Early research in this field was done by Sears Canada. They
learned that Canadians who bought both in retail and through the catalog
spent almost twice as much as those who bought goods on only one of
those two channels. The same thing can also be true of customers who
use the web plus retail or phone ordering. Multi channel customers
buy higher priced options, are less price sensitive, and are cheaper
to serve. This can be learned by any company with a customer marketing
database that consolidates purchases from all channels.

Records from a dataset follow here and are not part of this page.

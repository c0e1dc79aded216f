//! Rebank Validation - stateless field validators and the eager pipeline
//!
//! Every field validator is a pure predicate: `None`/absent input is
//! invalid, never a panic or an error. Entity-level pipelines evaluate an
//! explicit rule list eagerly and collect every finding into a
//! [`ValidationReport`] - a single bad input can carry several violations.

pub mod account;
pub mod checksum;
pub mod currency;
pub mod customer;
pub mod phone;
pub mod report;
pub mod ssn;

pub use account::AccountValidator;
pub use checksum::is_valid_checksum;
pub use currency::CurrencySet;
pub use customer::CustomerValidator;
pub use phone::is_valid_phone_number;
pub use report::{FieldError, ValidationReport};
pub use ssn::is_valid_ssn;
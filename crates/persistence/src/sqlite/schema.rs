//! Schema and row types for sqlx mapping.
//!
//! Decimals are stored as TEXT; dates as ISO-8601 TEXT. The foreign key
//! from `accounts.customer_id` to `customer.id` is declared RESTRICT so
//! the database surfaces the violation instead of cascading.

use crate::error::{PersistenceError, PersistenceResult};
use chrono::NaiveDate;
use rebank_core::{Account, Customer};
use rust_decimal::Decimal;
use std::str::FromStr;

pub(crate) const CREATE_CUSTOMER_TABLE: &str = "
CREATE TABLE IF NOT EXISTS customer (
    id           INTEGER PRIMARY KEY AUTOINCREMENT,
    full_name    TEXT NOT NULL,
    address      TEXT NOT NULL,
    phone_number TEXT NOT NULL,
    ssn          TEXT NOT NULL
)";

pub(crate) const CREATE_ACCOUNTS_TABLE: &str = "
CREATE TABLE IF NOT EXISTS accounts (
    id          INTEGER PRIMARY KEY AUTOINCREMENT,
    iban        TEXT NOT NULL,
    currency    TEXT NOT NULL,
    amount      TEXT NOT NULL,
    customer_id INTEGER NOT NULL
                REFERENCES customer(id) ON DELETE RESTRICT,
    issued_at   TEXT NOT NULL
)";

/// Row type for the `customer` table.
#[derive(Debug, Clone, sqlx::FromRow)]
pub(crate) struct CustomerRow {
    pub id: i64,
    pub full_name: String,
    pub address: String,
    pub phone_number: String,
    pub ssn: String,
}

impl From<CustomerRow> for Customer {
    fn from(row: CustomerRow) -> Self {
        Customer {
            id: row.id,
            full_name: row.full_name,
            address: row.address,
            phone_number: row.phone_number,
            ssn: row.ssn,
        }
    }
}

/// Row type for the `accounts` table.
#[derive(Debug, Clone, sqlx::FromRow)]
pub(crate) struct AccountRow {
    pub id: i64,
    pub iban: String,
    pub currency: String,
    pub amount: String, // Decimal stored as TEXT
    pub customer_id: i64,
    pub issued_at: NaiveDate,
}

impl AccountRow {
    pub fn into_account(self) -> PersistenceResult<Account> {
        let amount = Decimal::from_str(&self.amount)
            .map_err(|e| PersistenceError::InvalidDecimal(e.to_string()))?;
        Ok(Account {
            id: self.id,
            iban: self.iban,
            currency: self.currency,
            amount,
            customer_id: self.customer_id,
            issued_at: self.issued_at,
        })
    }
}

#[cfg(test)]
mod tests {
    use super::*;

    #[test]
    fn test_account_row_conversion() {
        let row = AccountRow {
            id: 3,
            iban: "GB82WEST12345698765432".to_string(),
            currency: "EUR".to_string(),
            amount: "123.45".to_string(),
            customer_id: 1,
            issued_at: NaiveDate::from_ymd_opt(2022, 5, 7).unwrap(),
        };
        let account = row.into_account().unwrap();
        assert_eq!(account.amount.to_string(), "123.45");
        assert_eq!(account.customer_id, 1);
    }

    #[test]
    fn test_bad_decimal_is_reported() {
        let row = AccountRow {
            id: 3,
            iban: "GB82WEST12345698765432".to_string(),
            currency: "EUR".to_string(),
            amount: "not-a-number".to_string(),
            customer_id: 1,
            issued_at: NaiveDate::from_ymd_opt(2022, 5, 7).unwrap(),
        };
        assert!(matches!(
            row.into_account(),
            Err(PersistenceError::InvalidDecimal(_))
        ));
    }
}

Since these benefits exist, companies have been trying to get more customers to use the web to make their purchases. Web ordering has advantages and disadvantages. On the plus side, web orders can be processed faster and at less expense. On the negative side, a good phone operator can often get more cross sales than a web site. A cross sale occurs when a customer calls up to order one thing, buys it, and while she is on the phone is talked into making a second purchase that she had not been thinking of when she made the call. Cross sales like this occur when a good customer sales rep is equipped with the customer’s purchase history on her screen, plus a suggested Next Best Product which is created dynamically by collaborative filtering software while the customer is on the phone. The web can do the same thing, but in most cases web sites do not do as good a job as a live operator.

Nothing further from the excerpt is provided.